Он бросается ко мне гигантскими шагами, хватает за руку и тащит за кулису, откуда я только что вышел.
— Да-да, заработался. Идем, поздно уже.
У самой кулисы останавливается, поспешно возвращается, берет свечу с табурета.
— Извините, Зина, — бросает смущенно, беря ее под руку. — Идемте вместе. Тут с непривычки шею можно свернуть.
…У них скорей всего и случилось в театре. Немного погодя. В какой-нибудь из гримерок? В кулисах? За фанерной перегородкой? В костюмерной, на ворохе сценических платьев, задиравших подолы вместе с рвущейся на волю Зинаидой?
Мама учит Зинаиду риторике. Сама предложила. Рецепт немудреный: почитать вслух, послушать. Папа упирался, но недолго. Зинаида ездит к маме в библиотеку, где в пропахшей клеем каморке слушает записи папиных чтений и сама читает маме монологи из пьес. Вечерами, когда отец на дежурстве, Зинаида приходит с ночевкой к нам домой. Они с мамой устраиваются в гостиной, и Зина учится говорить «с чувством, с толком, с расстановкой».
— «Я к вам пишу. Чего же боле? Что я могу еще сказать?»
— Нет, Зиночка, немного не так, — останавливает мама ее пламенную речовку. — Нужно начинать с обреченностью… «Я к вам пишу.
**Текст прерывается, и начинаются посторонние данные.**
//! Portable lane backend: eight f32 values in a plain array.
//!
//! Same interface as the AVX2 vector, so the vectorized benchmark runs on any
//! target. The compiler is free to auto-vectorize the lane loops.

use std::ops::{Add, Div, Mul, Sub};

use crate::simd::{SimdLane, LANE_COUNT};

/// Eight f32 lanes held in an array.
#[derive(Copy, Clone, Debug, PartialEq)]
pub struct F32x8 {
    pub elements: [f32; LANE_COUNT],
}

impl From<&[f32]> for F32x8 {
    /// Takes the first 8 values of the slice.
    ///
    /// # Panics
    ///
    /// Panics if the slice has fewer than 8 elements.
    fn from(slice: &[f32]) -> Self {
        let mut elements = [0.0f32; LANE_COUNT];
        elements.copy_from_slice(&slice[..LANE_COUNT]);
        Self { elements }
    }
}

impl F32x8 {
    #[inline(always)]
    fn zip_with(self, rhs: Self, f: impl Fn(f32, f32) -> f32) -> Self {
        let mut elements = self.elements;
        for (lhs, rhs) in elements.iter_mut().zip(rhs.elements) {
            *lhs = f(*lhs, rhs);
        }
        Self { elements }
    }
}

impl SimdLane for F32x8 {
    const LANE_COUNT: usize = LANE_COUNT;

    #[inline(always)]
    unsafe fn load(ptr: *const f32) -> Self {
        debug_assert!(!ptr.is_null(), "Pointer must not be null");

        Self {
            elements: std::ptr::read_unaligned(ptr as *const [f32; LANE_COUNT]),
        }
    }

    #[inline(always)]
    unsafe fn store_at(&self, ptr: *mut f32) {
        debug_assert!(!ptr.is_null(), "Pointer must not be null");

        std::ptr::write_unaligned(ptr as *mut [f32; LANE_COUNT], self.elements)
    }
}

impl Add for F32x8 {
    type Output = Self;

    #[inline(always)]
    fn add(self, rhs: Self) -> Self::Output {
        self.zip_with(rhs, |x, y| x + y)
    }
}

impl Sub for F32x8 {
    type Output = Self;

    #[inline(always)]
    fn sub(self, rhs: Self) -> Self::Output {
        self.zip_with(rhs, |x, y| x - y)
    }
}

impl Mul for F32x8 {
    type Output = Self;

    #[inline(always)]
    fn mul(self, rhs: Self) -> Self::Output {
        self.zip_with(rhs, |x, y| x * y)
    }
}

impl Div for F32x8 {
    type Output = Self;

    #[inline(always)]
    fn div(self, rhs: Self) -> Self::Output {
        self.zip_with(rhs, |x, y| x / y)
    }
}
Чего же боле?» Понимаешь, она все это давно пережила внутри, писала мысленно это письмо десятки раз, она повзрослела, сочиняя это письмо. И вот теперь, как будто в омут… «Я к вам пишу…» Попробуй.
Зинаида учится быстро.
Еще бы! На кону вся она цельным куском, все ее неустроенные не первой свежести годы, прожитые в одиночестве вдали от родных. Грязноватая общага при техникуме, пронизанная липким, но недолгим вниманием ровесников, а главное — стареющих бабников из числа преподавательского состава, разведенных, пьющих, считающих молчаливую пигалицу своей законной добычей. Ведомственная квартира. Рабочие с крепкими руками, ногти с кирпичной каймой. Мастера и начальники цехов — люди с репутацией — долго и по-разному ходят вокруг да около, чтобы потом предложить в лоб одно и то же… А на другой стороне жизни — в ореоле признания и всеобщей любви, подло атакуемый темными силами, — Григорий Дмитриевич, мой отец. Режиссер, волшебник. Большего никогда не будет. Ну и что, что чужое. Можно ведь краешком. Украдкой, как привыкла. Никому не помешав, ничего нигде не нарушив.